━━━ DATA EXCERPTS ━━━
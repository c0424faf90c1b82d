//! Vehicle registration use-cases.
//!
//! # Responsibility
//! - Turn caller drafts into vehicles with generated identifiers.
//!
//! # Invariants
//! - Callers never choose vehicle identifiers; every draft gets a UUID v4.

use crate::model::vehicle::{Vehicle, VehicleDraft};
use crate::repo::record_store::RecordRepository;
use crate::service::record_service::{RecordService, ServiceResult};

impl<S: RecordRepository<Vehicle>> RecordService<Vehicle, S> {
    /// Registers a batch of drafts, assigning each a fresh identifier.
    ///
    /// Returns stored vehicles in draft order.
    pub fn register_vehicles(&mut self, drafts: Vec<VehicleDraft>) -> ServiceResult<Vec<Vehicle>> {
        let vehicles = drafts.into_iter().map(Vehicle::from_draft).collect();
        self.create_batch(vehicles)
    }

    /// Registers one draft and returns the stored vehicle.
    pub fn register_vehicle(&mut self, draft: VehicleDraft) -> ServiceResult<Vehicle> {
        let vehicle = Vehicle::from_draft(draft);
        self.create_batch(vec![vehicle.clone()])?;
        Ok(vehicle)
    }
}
━━━
• **REQUIRED WORK**: Print exactly the lines of the records from the one containing "in draft order." through the end, and nothing besides them.

• **THE ANSWER**:
    /// Returns stored vehicles in draft order.
    pub fn register_vehicles(&mut self, drafts: Vec<VehicleDraft>) -> ServiceResult<Vec<Vehicle>> {
        let vehicles = drafts.into_iter().map(Vehicle::from_draft).collect();
        self.create_batch(vehicles)
    }

    /// Registers one draft and returns the stored vehicle.
    pub fn register_vehicle(&mut self, draft: VehicleDraft) -> ServiceResult<Vehicle> {
        let vehicle = Vehicle::from_draft(draft);
        self.create_batch(vec![vehicle.clone()])?;
        Ok(vehicle)
    }
}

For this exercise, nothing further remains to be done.